▶ ASSIGNMENT
If "DeserializeOwned" shows up in a line of the material, return that line.
--- STUDY MATERIAL ---
//! JSON Lines reading and writing.

use serde::de::DeserializeOwned;
use serde::Serialize;
use std::fs::File;
use std::io::{BufRead, BufReader, BufWriter, Write};
use std::path::Path;

use crate::batch::BatchError;

/// Read one value per non-blank line. The first malformed line is an
/// error carrying its 1-based line number.
pub fn read_jsonl<T: DeserializeOwned, R: BufRead>(reader: R) -> Result<Vec<T>, BatchError> {
    let mut items = Vec::new();
    for (i, line) in reader.lines().enumerate() {
        let line = line?;
        if line.trim().is_empty() {
            continue;
        }
        let item = serde_json::from_str(&line).map_err(|source| BatchError::LineError {
            line: i + 1,
            source,
        })?;
        items.push(item);
    }
    Ok(items)
}

pub fn read_jsonl_file<T: DeserializeOwned>(path: impl AsRef<Path>) -> Result<Vec<T>, BatchError> {
    let file = File::open(path)?;
    read_jsonl(BufReader::new(file))
}

/// Write one compact JSON value per line. Non-ASCII text is kept as is.
pub fn write_jsonl<T: Serialize, W: Write>(writer: W, items: &[T]) -> Result<(), BatchError> {
    let mut writer = BufWriter::new(writer);
    for item in items {
        serde_json::to_writer(&mut writer, item)?;
        writer.write_all(b"\n")?;
    }
    writer.flush()?;
    Ok(())
}

pub fn write_jsonl_file<T: Serialize>(path: impl AsRef<Path>, items: &[T]) -> Result<(), BatchError> {
    write_jsonl(File::create(path)?, items)
}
---
▶ TASK SOLUTION
use serde::de::DeserializeOwned;
pub fn read_jsonl<T: DeserializeOwned, R: BufRead>(reader: R) -> Result<Vec<T>, BatchError> {
pub fn read_jsonl_file<T: DeserializeOwned>(path: impl AsRef<Path>) -> Result<Vec<T>, BatchError> {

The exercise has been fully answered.